New Jersey is also holding a governor's election Tuesday, but all eyes are on Virginia, where the candidates have waged a sometimes bitter battle to succeed GOP Gov. Bob McDonnell. State law forbids governors from serving consecutive terms.
McAuliffe, a former national Democratic Party chairman, has been leading Cuccinelli for several months in statewide polling, with women voters providing a significant margin in his favor. The Democrat had at least a 14-point advantage over his GOP rival among women in polls released last week by Christopher Newport, Quinnipiac and Hampton universities. A Washington Post poll had McAuliffe leading Cuccinelli among women by 24 points.
By comparison, Obama defeated Mitt Romney by 11 points among women in 2012 and bested John McCain by 7 percentage points in 2008 among female voters.
"Women voters are energized around issues of health, concerns about abortion and birth control," said Quentin Kidd, a political scientist at Christopher Newport University in Newport News and director of the Wason Center for Public Policy. "The gender gap is real."
In Arlington, as she waited for Obama to rally support for McAuliffe on Sunday, Precious Crabtree used a phrase that Democrats often trotted out last year against Republicans.
"I believe there's a war on women," said Crabtree, an elementary school teacher from Burke, Va. She said she supports McAuliffe because she believes women would have "opportunity and make decisions on our own" if the Democrat were governor.
At a pre-election rally here in his home base of Prince William County, Cuccinelli said this weekend that his rival's TV ads are all designed to show "what a terrible human being I'm supposed to be." He joked that he "shaved my horns just for you all."
Patti Edgar, who wore a Women for Cuccinelli T-shirt at the GOP rally, doesn't buy the characterization of the GOP candidate.
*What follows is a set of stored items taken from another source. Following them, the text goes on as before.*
//! Recurrence rule schema types.
//!
//! Defines the persisted rule record and its building blocks:
//! - `Frequency`: repetition cadence from daily through yearly
//! - `Anchor`: weekday anchor for day-based cadences, day-of-month for month-based
//! - `RuleStatus`: lifecycle state gating occurrence generation
//! - `RecurrenceRule` / `NewRule`: the stored record and the create request
//! - `Occurrence`: one computed visit instance, never persisted

use chrono::{DateTime, Duration, NaiveDate, NaiveTime, Utc, Weekday};
use serde::{Deserialize, Serialize};
use std::fmt;
use std::str::FromStr;

use sweeply_core::{CompanyId, CustomerId, RuleId, ServiceType, TeamId};

// ── Frequency ───────────────────────────────────────────────────────

/// Repetition cadence of a rule.
#[derive(Debug, Clone, Copy, PartialEq, Eq, Hash, Serialize, Deserialize)]
#[serde(rename_all = "snake_case")]
pub enum Frequency {
    Daily,
    Weekly,
    Biweekly,
    Monthly,
    Quarterly,
    Yearly,
}

impl Frequency {
    /// Day-based cadences stride in whole days and anchor to a weekday;
    /// the rest stride in whole months and anchor to a day of month.
    pub fn is_day_based(&self) -> bool {
        matches!(self, Frequency::Daily | Frequency::Weekly | Frequency::Biweekly)
    }

    /// Stride in days for day-based cadences.
    pub fn day_step(&self) -> Option<i64> {
        match self {
            Frequency::Daily => Some(1),
            Frequency::Weekly => Some(7),
            Frequency::Biweekly => Some(14),
            _ => None,
        }
    }

    /// Stride in calendar months for month-based cadences.
    pub fn month_step(&self) -> Option<i64> {
        match self {
            Frequency::Monthly => Some(1),
            Frequency::Quarterly => Some(3),
            Frequency::Yearly => Some(12),
            _ => None,
        }
    }

    pub fn as_str(&self) -> &'static str {
        match self {
            Frequency::Daily => "daily",
            Frequency::Weekly => "weekly",
            Frequency::Biweekly => "biweekly",
            Frequency::Monthly => "monthly",
            Frequency::Quarterly => "quarterly",
            Frequency::Yearly => "yearly",
        }
    }
}

impl fmt::Display for Frequency {
    fn fmt(&self, f: &mut fmt::Formatter<'_>) -> fmt::Result {
        f.write_str(self.as_str())
    }
}

impl FromStr for Frequency {
    type Err = String;

    fn from_str(s: &str) -> Result<Self, Self::Err> {
        match s {
            "daily" => Ok(Frequency::Daily),
            "weekly" => Ok(Frequency::Weekly),
            "biweekly" => Ok(Frequency::Biweekly),
            "monthly" => Ok(Frequency::Monthly),
            "quarterly" => Ok(Frequency::Quarterly),
            "yearly" => Ok(Frequency::Yearly),
            other => Err(format!("unknown frequency: '{}'", other)),
        }
    }
}

// ── Anchor ──────────────────────────────────────────────────────────

/// Phase anchor of the occurrence series.
///
/// Day-based rules fix the weekday of the series start; month-based rules
/// fix the day of month, clamped per month to its last valid day.
#[derive(Debug, Clone, Copy, PartialEq, Eq, Serialize, Deserialize)]
#[serde(rename_all = "snake_case")]
pub enum Anchor {
    DayOfWeek(Weekday),
    DayOfMonth(u32),
}

// ── Rule status ─────────────────────────────────────────────────────

/// Lifecycle state of a rule. Only `active` rules generate occurrences.
#[derive(Debug, Clone, Copy, PartialEq, Eq, Hash, Serialize, Deserialize)]
#[serde(rename_all = "snake_case")]
pub enum RuleStatus {
    Active,
    Paused,
    Completed,
    Cancelled,
}

impl RuleStatus {
    /// Terminal states admit no further transitions or executions.
    pub fn is_terminal(&self) -> bool {
        matches!(self, RuleStatus::Completed | RuleStatus::Cancelled)
    }

    pub fn as_str(&self) -> &'static str {
        match self {
            RuleStatus::Active => "active",
            RuleStatus::Paused => "paused",
            RuleStatus::Completed => "completed",
            RuleStatus::Cancelled => "cancelled",
        }
    }
}

impl fmt::Display for RuleStatus {
    fn fmt(&self, f: &mut fmt::Formatter<'_>) -> fmt::Result {
        f.write_str(self.as_str())
    }
}

impl FromStr for RuleStatus {
    type Err = String;

    fn from_str(s: &str) -> Result<Self, Self::Err> {
        match s {
            "active" => Ok(RuleStatus::Active),
            "paused" => Ok(RuleStatus::Paused),
            "completed" => Ok(RuleStatus::Completed),
            "cancelled" => Ok(RuleStatus::Cancelled),
            other => Err(format!("unknown rule status: '{}'", other)),
        }
    }
}

// ── Rule records ────────────────────────────────────────────────────

/// A recurring service visit specification.
///
/// Owned by the scheduling core; the company/customer/team identifiers are
/// foreign keys into collaborator systems. Status is mutated only through
/// lifecycle transitions, execution pointers only through the tracker.
#[derive(Debug, Clone, Serialize, Deserialize)]
pub struct RecurrenceRule {
    pub id: RuleId,
    pub company_id: CompanyId,
    pub customer_id: CustomerId,
    pub team_id: TeamId,
    pub frequency: Frequency,
    pub anchor: Anchor,
    pub time_of_day: NaiveTime,
    pub duration_minutes: u32,
    pub service_type: ServiceType,
    pub start_date: NaiveDate,
    pub end_date: Option<NaiveDate>,
    pub status: RuleStatus,
    pub last_execution: Option<DateTime<Utc>>,
    pub next_execution: Option<DateTime<Utc>>,
    #[serde(default)]
    pub notes: Option<String>,
    pub created_at: DateTime<Utc>,
    pub updated_at: DateTime<Utc>,
}

impl RecurrenceRule {
    /// Materialize a validated create request into a persistable rule.
    ///
    /// Starts `active` with empty execution pointers; the caller seeds
    /// `next_execution` from the generator after construction.
    pub fn from_new(new: NewRule, now: DateTime<Utc>) -> Self {
        Self {
            id: RuleId::new_v4(),
            company_id: new.company_id,
            customer_id: new.customer_id,
            team_id: new.team_id,
            frequency: new.frequency,
            anchor: new.anchor,
            time_of_day: new.time_of_day,
            duration_minutes: new.duration_minutes,
            service_type: new.service_type,
            start_date: new.start_date,
            end_date: new.end_date,
            status: RuleStatus::Active,
            last_execution: None,
            next_execution: None,
            notes: new.notes,
            created_at: now,
            updated_at: now,
        }
    }

    /// Visit length as a chrono duration.
    pub fn duration(&self) -> Duration {
        Duration::minutes(self.duration_minutes as i64)
    }

    pub fn is_terminal(&self) -> bool {
        self.status.is_terminal()
    }
}

/// Create request for a new rule, as submitted by a company actor.
#[derive(Debug, Clone, Serialize, Deserialize)]
#[serde(deny_unknown_fields)]
pub struct NewRule {
    pub company_id: CompanyId,
    pub customer_id: CustomerId,
    pub team_id: TeamId,
    pub frequency: Frequency,
    pub anchor: Anchor,
    pub time_of_day: NaiveTime,
    pub duration_minutes: u32,
    pub service_type: ServiceType,
    pub start_date: NaiveDate,
    #[serde(default)]
    pub end_date: Option<NaiveDate>,
    #[serde(default)]
    pub notes: Option<String>,
}

// ── Occurrence ──────────────────────────────────────────────────────

/// One computed visit instance of a rule.
///
/// Transient: consumed by the appointment collaborator to create a durable
/// booking, never stored by this crate.
#[derive(Debug, Clone, Copy, PartialEq, Eq, Serialize, Deserialize)]
pub struct Occurrence {
    pub rule_id: RuleId,
    pub scheduled_start: DateTime<Utc>,
    pub scheduled_end: DateTime<Utc>,
}

// ── Tests ───────────────────────────────────────────────────────────

#[cfg(test)]
mod tests {
    use super::*;

    #[test]
    fn frequency_round_trips_through_str() {
        for freq in [
            Frequency::Daily,
            Frequency::Weekly,
            Frequency::Biweekly,
            Frequency::Monthly,
            Frequency::Quarterly,
            Frequency::Yearly,
        ] {
            assert_eq!(freq.as_str().parse::<Frequency>(), Ok(freq));
        }
        assert!("fortnightly".parse::<Frequency>().is_err());
    }

    #[test]
    fn frequency_steps_partition_day_and_month_cadences() {
        assert_eq!(Frequency::Daily.day_step(), Some(1));
        assert_eq!(Frequency::Weekly.day_step(), Some(7));
        assert_eq!(Frequency::Biweekly.day_step(), Some(14));
        assert_eq!(Frequency::Monthly.month_step(), Some(1));
        assert_eq!(Frequency::Quarterly.month_step(), Some(3));
        assert_eq!(Frequency::Yearly.month_step(), Some(12));

        assert!(Frequency::Daily.month_step().is_none());
        assert!(Frequency::Yearly.day_step().is_none());
    }

    #[test]
    fn status_terminal_split() {
        assert!(!RuleStatus::Active.is_terminal());
        assert!(!RuleStatus::Paused.is_terminal());
        assert!(RuleStatus::Completed.is_terminal());
        assert!(RuleStatus::Cancelled.is_terminal());
    }

    #[test]
    fn status_serializes_snake_case() {
        assert_eq!(serde_json::to_string(&RuleStatus::Active).unwrap(), "\"active\"");
        assert_eq!(
            serde_json::from_str::<RuleStatus>("\"cancelled\"").unwrap(),
            RuleStatus::Cancelled
        );
    }

    #[test]
    fn anchor_serializes_tagged() {
        let json = serde_json::to_string(&Anchor::DayOfMonth(31)).unwrap();
        assert_eq!(json, "{\"day_of_month\":31}");

        let json = serde_json::to_string(&Anchor::DayOfWeek(Weekday::Mon)).unwrap();
        assert!(json.contains("day_of_week"));
        let back: Anchor = serde_json::from_str(&json).unwrap();
        assert_eq!(back, Anchor::DayOfWeek(Weekday::Mon));
    }

    #[test]
    fn new_rule_rejects_unknown_fields() {
        let json = r#"{
            "company_id": "4b1c3a62-9a15-4b7e-8c43-0d9f4c6e8a01",
            "customer_id": "4b1c3a62-9a15-4b7e-8c43-0d9f4c6e8a02",
            "team_id": "4b1c3a62-9a15-4b7e-8c43-0d9f4c6e8a03",
            "frequency": "weekly",
            "anchor": {"day_of_week": "Mon"},
            "time_of_day": "10:00:00",
            "duration_minutes": 120,
            "service_type": "regular",
            "start_date": "2025-01-01",
            "surprise": true
        }"#;
        let err = serde_json::from_str::<NewRule>(json).unwrap_err();
        assert!(err.to_string().contains("surprise"));
    }

    #[test]
    fn from_new_starts_active_with_empty_pointers() {
        let json = r#"{
            "company_id": "4b1c3a62-9a15-4b7e-8c43-0d9f4c6e8a01",
            "customer_id": "4b1c3a62-9a15-4b7e-8c43-0d9f4c6e8a02",
            "team_id": "4b1c3a62-9a15-4b7e-8c43-0d9f4c6e8a03",
            "frequency": "weekly",
            "anchor": {"day_of_week": "Mon"},
            "time_of_day": "10:00:00",
            "duration_minutes": 120,
            "service_type": "deep",
            "start_date": "2025-01-01"
        }"#;
        let new: NewRule = serde_json::from_str(json).unwrap();
        let now = Utc::now();
        let rule = RecurrenceRule::from_new(new, now);

        assert_eq!(rule.status, RuleStatus::Active);
        assert!(rule.last_execution.is_none());
        assert!(rule.next_execution.is_none());
        assert_eq!(rule.created_at, now);
        assert_eq!(rule.updated_at, now);
        assert_eq!(rule.duration(), Duration::minutes(120));
    }
}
She and Jackson noted that Cuccinelli started a program in 1991 while at the University of Virginia that raises awareness about sexual assault and has pushed to crack down on sexual predators while attorney general.
"Ken's got five daughters. He helps women. Teiro (his wife) wouldn't put up with it," said Edgar, who lives in Woodbridge and runs her own travel agency.
His final pitch to voters, which he repeated in appearances in the campaign's home stretch with rising GOP stars such as Wisconsin Gov. Scott Walker and Florida Sen. Marco Rubio, was to tie McAuliffe to Obama and Democratic Party ideology.
"There's an answer key for every issue between Terry and I," Cuccinelli said. "Take the bigger government position, and there you find Terry. Take the limited government position, and there you find Ken. It works for all of them."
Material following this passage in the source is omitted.